• TASK:
Return every line in the entries below where the word "InflationInputs" shows up.

(Beginning of DATA TO USE)

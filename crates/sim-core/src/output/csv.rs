//! CSV Writers
//!
//! Semicolon-separated, decimal-comma CSV (Polish locale), the dialect the
//! downstream analysis pipeline loads. Three artifacts per scenario label:
//! the aggregated time series, the per-replication terminal table, and a
//! JSON summary.

use std::fs;
use std::io;
use std::path::Path;

use crate::monte_carlo::MonteCarloResult;
use crate::output::{COLUMNS, COLUMN_COUNT};

/// Format one value with a decimal comma.
fn fmt_pl(value: f64) -> String {
    format!("{value:.6}").replace('.', ",")
}

/// Write `<label>_timeseries.csv`: per month, mean/std/p05/p95 of every
/// non-Month column.
pub fn write_timeseries(dir: &Path, result: &MonteCarloResult) -> io::Result<()> {
    let mut header = vec!["Month".to_string()];
    for col in &COLUMNS[1..] {
        for suffix in ["mean", "std", "p05", "p95"] {
            header.push(format!("{col}_{suffix}"));
        }
    }
    let mut lines = vec![header.join(";")];
    let ts = &result.timeseries;
    for (i, &month) in ts.months.iter().enumerate() {
        let mut fields = vec![month.to_string()];
        for s in &ts.stats[i] {
            fields.push(fmt_pl(s.mean));
            fields.push(fmt_pl(s.std));
            fields.push(fmt_pl(s.p05));
            fields.push(fmt_pl(s.p95));
        }
        lines.push(fields.join(";"));
    }
    let path = dir.join(format!("{}_timeseries.csv", result.config.label));
    fs::write(path, lines.join("\n") + "\n")
}

/// Write `<label>_terminal.csv`: one row per replication with the
/// terminal-month value of every column.
pub fn write_terminal(dir: &Path, result: &MonteCarloResult) -> io::Result<()> {
    let mut header = vec!["Seed".to_string()];
    header.extend(COLUMNS[1..].iter().map(|c| c.to_string()));
    let mut lines = vec![header.join(";")];
    for run in &result.runs {
        let values = run.terminal().values();
        let mut fields = vec![run.seed.to_string()];
        fields.extend(values[1..COLUMN_COUNT].iter().map(|&v| fmt_pl(v)));
        lines.push(fields.join(";"));
    }
    let path = dir.join(format!("{}_terminal.csv", result.config.label));
    fs::write(path, lines.join("\n") + "\n")
}

/// Write `<label>_summary.json` for quick inspection.
pub fn write_summary(dir: &Path, result: &MonteCarloResult) -> io::Result<()> {
    let json = serde_json::to_string_pretty(&result.summary())
        .map_err(|e| io::Error::new(io::ErrorKind::Other, e))?;
    let path = dir.join(format!("{}_summary.json", result.config.label));
    fs::write(path, json)
}

/// Write all three artifacts into `dir`, creating it if needed.
pub fn write_all(dir: &Path, result: &MonteCarloResult) -> io::Result<()> {
    fs::create_dir_all(dir)?;
    write_timeseries(dir, result)?;
    write_terminal(dir, result)?;
    write_summary(dir, result)
}

#[cfg(test)]
mod tests {
    use super::*;
    use crate::config::RunConfig;
    use crate::monte_carlo::run_monte_carlo;

    #[test]
    fn test_decimal_comma_formatting() {
        assert_eq!(fmt_pl(4.25), "4,250000");
        assert_eq!(fmt_pl(-0.5), "-0,500000");
    }

    #[test]
    fn test_artifacts_written() {
        let mut cfg = RunConfig::new("csvtest", 0.0, 2);
        cfg.firms_count = 50;
        cfg.horizon_months = 3;
        let result = run_monte_carlo(&cfg, false);

        let dir = std::env::temp_dir().join("sfc_abm_csv_test");
        write_all(&dir, &result).unwrap();

        let ts = fs::read_to_string(dir.join("csvtest_timeseries.csv")).unwrap();
        let mut lines = ts.lines();
        let header = lines.next().unwrap();
        assert!(header.starts_with("Month;Inflation_mean;Inflation_std"));
        assert_eq!(lines.count(), 3);

        let term = fs::read_to_string(dir.join("csvtest_terminal.csv")).unwrap();
        let mut lines = term.lines();
        assert!(lines.next().unwrap().starts_with("Seed;Inflation;"));
        assert_eq!(lines.count(), 2);

        let summary = fs::read_to_string(dir.join("csvtest_summary.json")).unwrap();
        assert!(summary.contains("\"TotalAdoption\""));

        fs::remove_dir_all(&dir).ok();
    }
}
//! Monthly Step Orchestrator
//!
//! Sequences firm processing and macro updates for one simulated month,
//! enforcing stock-flow consistency: every monetary flow accumulated from
//! the firms lands in a matching stock (bank book, government debt,
//! household accounts). Produces a brand-new world state and firm array;
//! the previous month's values are never mutated.

use rand::rngs::SmallRng;

use crate::bank::{lending_rate, update_banking, BankFlows, LoanDesk};
use crate::config::{calib, RunConfig};
use crate::decision::decide;
use crate::firm::Firm;
use crate::macroeconomy::central_bank::update_reference_rate;
use crate::macroeconomy::foreign::{update_foreign, ForeignInputs};
use crate::macroeconomy::government::{update_government, GovernmentInputs};
use crate::macroeconomy::inflation::{update_inflation, InflationInputs};
use crate::macroeconomy::labor::clear_labor_market;
use crate::sectors::SECTOR_COUNT;
use crate::world::{HouseholdState, WorldState};

/// Advance the economy by one month.
pub fn advance_month(
    world: &WorldState,
    firms: &[Firm],
    cfg: &RunConfig,
    rng: &mut SmallRng,
) -> (WorldState, Vec<Firm>) {
    let month = world.month + 1;
    let ubi_active = !cfg.is_no_ubi() && month >= calib::SHOCK_MONTH;

    // Labor market
    let reservation_wage = calib::RESERVATION_BASE * world.price_level
        + if ubi_active {
            calib::RESERVATION_UBI_WEIGHT * cfg.ubi_monthly
        } else {
            0.0
        };
    let labor_demand: f64 = firms
        .iter()
        .map(|f| f64::from(f.technology.workers()))
        .sum();
    let labor = clear_labor_market(
        world.households.market_wage,
        reservation_wage,
        labor_demand,
        cfg.labor_force(),
    );

    // Household income, consumption and its domestic/import split
    let ubi_income = if ubi_active {
        cfg.population() * cfg.ubi_monthly
    } else {
        0.0
    };
    let total_income = labor.employed * labor.market_wage + ubi_income;
    let consumption = calib::MPC * total_income;
    let import_share = (calib::IMPORT_CONSUMPTION_SHARE * calib::INITIAL_EX_RATE
        / world.foreign.exchange_rate)
        .clamp(0.10, 0.40);
    let consumption_imported = import_share * consumption;
    let consumption_domestic = consumption - consumption_imported;

    // Demand multiplier from income deviation
    let baseline_income = cfg.baseline_income();
    let income_deviation = (total_income - baseline_income) / baseline_income;
    let demand_multiplier = (1.0 + calib::DEMAND_SENSITIVITY * income_deviation)
        .clamp(calib::DEMAND_MULT_MIN, calib::DEMAND_MULT_MAX);

    // Bank lending conditions for the month
    let npl_ratio = world.banking.npl_ratio();
    let rate = lending_rate(world.central_bank.reference_rate, npl_ratio);
    let desk = LoanDesk::new(&world.banking);

    // The world the firms see: previous month's macro state with this
    // month's demand conditions already resolved
    let mut firm_view = world.clone();
    firm_view.month = month;
    firm_view.demand_multiplier = demand_multiplier;
    firm_view.households.market_wage = labor.market_wage;

    // Process every firm against the previous population snapshot
    let mut next_firms = Vec::with_capacity(firms.len());
    let mut total_cit = 0.0;
    let mut total_capex = 0.0;
    let mut total_tech_imports = 0.0;
    let mut total_new_loans = 0.0;
    let mut total_interest = 0.0;
    let mut new_npl = 0.0;
    for firm in firms {
        let (next, flows) = decide(firm, &firm_view, rate, &desk, firms, cfg, rng);
        total_cit += flows.tax;
        total_capex += flows.capex;
        total_tech_imports += flows.tech_imports;
        total_new_loans += flows.new_loans;
        total_interest += flows.interest_paid;
        new_npl += flows.defaulted_debt;
        next_firms.push(next);
    }
    tracing::debug!(
        month,
        capex = total_capex,
        new_loans = total_new_loans,
        defaults = new_npl,
        "firm flows accumulated"
    );

    // Bank balance sheet
    let banking = update_banking(
        &world.banking,
        &BankFlows {
            new_loans: total_new_loans,
            new_npl,
            interest_income: total_interest,
            household_saving: total_income - consumption,
        },
    );

    // Aggregate adoption ratios and the GDP proxy
    let total = next_firms.len().max(1) as f64;
    let automated = next_firms
        .iter()
        .filter(|f| f.technology.is_automated())
        .count() as f64;
    let hybrid = next_firms
        .iter()
        .filter(|f| f.technology.is_hybrid())
        .count() as f64;
    let automation_ratio = automated / total;
    let hybrid_ratio = hybrid / total;

    let mut sector_total = [0usize; SECTOR_COUNT];
    let mut sector_adopted = [0usize; SECTOR_COUNT];
    for f in &next_firms {
        sector_total[f.sector] += 1;
        if f.technology.is_automated() || f.technology.is_hybrid() {
            sector_adopted[f.sector] += 1;
        }
    }
    let mut sector_adoption = [0.0; SECTOR_COUNT];
    for i in 0..SECTOR_COUNT {
        sector_adoption[i] = if sector_total[i] == 0 {
            0.0
        } else {
            sector_adopted[i] as f64 / sector_total[i] as f64
        };
    }

    let base_spend = calib::GOV_BASE_SPEND_PER_FIRM * cfg.firms_count as f64;
    let gdp_proxy =
        consumption_domestic + base_spend * world.price_level + world.foreign.exports;

    // Macro updates, in dependency order
    let wage_growth = labor.market_wage / world.households.market_wage - 1.0;
    let ex_deviation = world.foreign.exchange_rate / calib::INITIAL_EX_RATE - 1.0;
    let (inflation_annual, price_level) = update_inflation(
        world.inflation_annual,
        world.price_level,
        &InflationInputs {
            demand_multiplier,
            wage_growth,
            ex_rate_deviation: ex_deviation,
            automation_ratio,
            hybrid_ratio,
        },
    );

    let foreign = update_foreign(
        &world.foreign,
        &ForeignInputs {
            consumption_imports: consumption_imported,
            tech_imports: total_tech_imports,
            automation_ratio,
            reference_rate: world.central_bank.reference_rate,
            price_level,
            firms_count: cfg.firms_count as f64,
        },
    );

    let reference_rate = update_reference_rate(
        world.central_bank.reference_rate,
        inflation_annual,
        foreign.exchange_rate,
    );

    let vat_revenue = calib::VAT_RATE * consumption / (1.0 + calib::VAT_RATE);
    let government = update_government(
        &world.government,
        &GovernmentInputs {
            ubi_active,
            ubi_monthly: cfg.ubi_monthly,
            population: cfg.population(),
            base_spend,
            price_level,
            cit_revenue: total_cit,
            vat_revenue,
        },
    );

    let next_world = WorldState {
        month,
        inflation_annual,
        price_level,
        demand_multiplier,
        government,
        central_bank: crate::world::CentralBankState { reference_rate },
        banking,
        foreign,
        households: HouseholdState {
            employed: labor.employed,
            market_wage: labor.market_wage,
            reservation_wage,
            labor_supply: labor.labor_supply,
            total_income,
            consumption_domestic,
            consumption_imported,
        },
        automation_ratio,
        hybrid_ratio,
        sector_adoption,
        gdp_proxy,
        unemployment_rate: labor.unemployment_rate,
    };

    (next_world, next_firms)
}
//! SFC-ABM batch runner
//!
//! Runs one Monte Carlo scenario (a UBI level under a label) and writes
//! the aggregated time series, per-seed terminal table, and JSON summary
//! into the output directory.

use clap::Parser;
use std::path::PathBuf;
use std::process::ExitCode;

use sim_core::config::calib;
use sim_core::monte_carlo::run_monte_carlo;
use sim_core::output::{csv, COLUMNS};
use sim_core::RunConfig;

/// Command line arguments for one scenario batch
#[derive(Parser, Debug)]
#[command(name = "sfc_abm")]
#[command(about = "Stock-flow-consistent UBI x automation Monte Carlo simulator")]
struct Args {
    /// Monthly UBI per capita in PLN (0 = no-UBI scenario)
    #[arg(long, default_value_t = 2000.0)]
    ubi: f64,

    /// Number of Monte Carlo replications
    #[arg(long, default_value_t = 100)]
    replications: usize,

    /// Scenario label used in output file names
    #[arg(long, default_value = "baseline")]
    label: String,

    /// Horizon in months
    #[arg(long, default_value_t = calib::HORIZON_MONTHS)]
    months: u32,

    /// Firm population size
    #[arg(long, default_value_t = calib::FIRMS_COUNT)]
    firms: usize,

    /// Base seed; replication i runs on seed_base + i
    #[arg(long, default_value_t = 1)]
    seed_base: u64,

    /// Output directory for the result tables
    #[arg(long, default_value = "results")]
    out_dir: PathBuf,

    /// Run replications sequentially instead of on the rayon pool
    #[arg(long)]
    sequential: bool,
}

fn main() -> ExitCode {
    tracing_subscriber::fmt()
        .with_env_filter(
            tracing_subscriber::EnvFilter::try_from_default_env()
                .unwrap_or_else(|_| tracing_subscriber::EnvFilter::new("info")),
        )
        .init();

    let args = Args::parse();
    let mut cfg = RunConfig::new(args.label, args.ubi, args.replications);
    cfg.horizon_months = args.months;
    cfg.firms_count = args.firms;
    cfg.seed_base = args.seed_base;

    if let Err(e) = cfg.validate() {
        eprintln!("invalid configuration: {e}");
        return ExitCode::FAILURE;
    }

    println!("SFC-ABM Monte Carlo");
    println!("===================");
    println!("Scenario: {} (UBI = {} PLN)", cfg.label, cfg.ubi_monthly);
    println!("Replications: {} (seeds {}..)", cfg.replications, cfg.seed_base);
    println!("Horizon: {} months, {} firms", cfg.horizon_months, cfg.firms_count);
    println!();

    let result = run_monte_carlo(&cfg, !args.sequential);

    if let Err(e) = csv::write_all(&args.out_dir, &result) {
        eprintln!("could not write output tables: {e}");
        return ExitCode::FAILURE;
    }

    println!("Terminal statistics (N={}):", cfg.replications);
    for (i, s) in result.terminal_stats.iter().enumerate() {
        println!(
            "  {:15} {:14.4} +/- {:12.4}  [{:12.4}, {:12.4}]",
            COLUMNS[i + 1],
            s.mean,
            s.std,
            s.p05,
            s.p95
        );
    }
    println!();
    println!("Wrote tables to {}", args.out_dir.display());
    ExitCode::SUCCESS
}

(End of DATA TO USE)

• REPLY TO THE EXERCISE:
use crate::macroeconomy::inflation::{update_inflation, InflationInputs};
        &InflationInputs {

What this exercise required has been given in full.